Guess what, ladies and gents? I’m hopping on a soapbox, and if you’re reading this right now it means you’re coming along with me.
When a straw breaks the camel’s back on the internet, how does one respond? With a strongly worded blog, of course. What camel’s back has been broken for me today? And why? Simple: Cartoon pictures on facebook. Harmless, right? Wrong. While not harmful I’m not convinced it’s not all harmless. It’s all symptom of a large scale problem with the information age, a slow disconnect with actual society because of our internet based one.
Last week on facebook you may have noticed people changing their profile pictures to pictures of cartoon characters and then posting this to their profiles: “Change your FB profile picture to a cartoon from your childhood. The goal? To not see a human face on FB till Monday Dec. 6. Join the fight against child abuse. Copy and paste to your status and invite your friends to do the same.” This is ludicrous. And yes, I understand the irony of posting a rant about this on the internet. But how in any way does changing one’s profile picture to a cartoon character fight against child abuse? IT DOESN’T. Oops. I guess someone forgot to tell us that armchair activism is pointless. Because that’s what this is: It’s armchair activism designed to create social movements that don’t move and a call to action that requires no action.
A few years ago I had people constantly inviting me to different causes on facebook through an application called, conveniently enough, Causes. I had invites from everything from Puppy Care to Iranian Policy Change to Donations for Haitian Refugees. While I may care about certain of these issues, and while this application may have even raised money for its respective cause, I never participated because I believed such behavior on the internet to be futile. If I care about Iran’s treatment of the press, for example, what am I doing by stating it with a “like” button? I’m doing nothing. Social activism is boiled down to action, even if it is the action of one lone person. The sum total of action required and exerted in internet activism is the action it takes to reach forward and click with your mouse. This type of social change is not going to take place with a mouse click.

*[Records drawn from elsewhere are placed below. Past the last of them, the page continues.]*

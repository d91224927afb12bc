// Authentication middleware
// Verifies an optional bearer token and records the outcome in request
// extensions. It never rejects on its own: routes decide through the
// `AuthenticatedUser` / `Authorized<P>` extractors whether identity is needed.

use axum::{
    body::Body,
    extract::State,
    http::{header, Request},
    middleware::Next,
    response::Response,
};
use axum_extra::headers::{authorization::Bearer, Authorization, HeaderMapExt};

use crate::{
    app::AppState,
    middleware::auth::{AuthenticatedUser, RejectedToken},
};

pub async fn auth_middleware(
    State(app_state): State<AppState>,
    mut request: Request<Body>,
    next: Next,
) -> Response {
    if !request.headers().contains_key(header::AUTHORIZATION) {
        return next.run(request).await;
    }

    let bearer = request.headers().typed_get::<Authorization<Bearer>>();
    let identity = match bearer {
        Some(Authorization(bearer)) => app_state
            .jwt_service
            .validate_token(bearer.token())
            .map_err(|e| e.to_string())
            .and_then(|claims| AuthenticatedUser::try_from(claims).map_err(|e| e.to_string())),
        None => Err("authorization header is not a bearer token".to_string()),
    };

    match identity {
        Ok(user) => {
            request.extensions_mut().insert(user);
        },
        Err(reason) => {
            tracing::warn!("JWT validation failed: {}", reason);
            request.extensions_mut().insert(RejectedToken);
        },
    }

    next.run(request).await
}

Maybe I’m simply bitter towards it because as a youth I was rather militant in my activism. I attended rallies, protests and pickets. I helped organize events for the causes I found important. I was a part of different groups and did everything I could to participate in the events that I felt would make a difference. Maybe I look on a mouse click with disdain because if they really work then I wasted a lot of time. I could have been home on my computer clicking an online petition to stop a new commercial development instead of actually out picketing it. But guess what? As hundreds of Dollhouse fans will tell you, online petitions mean squat. They do nothing. If internet activism has an influence it is over the world it governs – the internet. That influence is going to have a terribly tough time to break into the real world.
Part of it is a semantic argument. I wouldn’t be so frustrated if instead of “joining the fight against child abuse” the attempt to plaster facebook in animation was accompanied by “raising awareness of child abuse,” and coupled with facts about child abuse, like “A report of child abuse is made every ten seconds.” Or “Over 50% of cases of child abuse are cases of neglect. Only about 11% is physical abuse and 8% sexual abuse.” This would at least be an attempt to clarify understanding of child abuse’s prevalence in the world, or how we misunderstand child abuse. If the call to “join the fight” even included a call to physical action, or a request to actually do something, it could be less wrongheaded. Instead it acts with the common misconception of armchair activism that acknowledgment is equal to engagement.
Another reason why things like this bother me is that is created as a guilt-based initiative. It contains no real sense of engagement and action, and draws its power from inspiring guilt in an individual. “If I don’t change my profile picture then I must support child abuse.” So the picture changes. Guilt-based initiatives are not uncommon in the least. Most infomercial-based charities are built on images of exploitation meant to activate our guilt as motivation for monetary action. Thanks for attempting to make me feel terrible for having food in my pantry, Sally Struthers. I will now donate to your charity because I feel guilty. But guilt cannot be the motivating factor if we are going to make positive changes in society. It must be true desire and understanding. Otherwise the result is people attempting to buy their guilt away through charities as intermediary between and activism.
As much admirable as the work of Save the Children may be, their recent Lottery of Life campaign is borderline guilt-based. The thing that saves it is the way it genuinely can increase understanding of individual issues within varying world regions. It presents information rather than simply exploitation as its call to donation. It also starts quickly and clearly explaining what an individual can do to help.
Armchair activism is designed to create a feeling of accomplishment in return for the least amount of effort possible. I dislike that greatly. But this desire to receive the most recompense for the least work is ubiquitous, and if we expect anything to happen we need to actually work for it to happen. Child abuse cannot be fought and defeated with a picture change.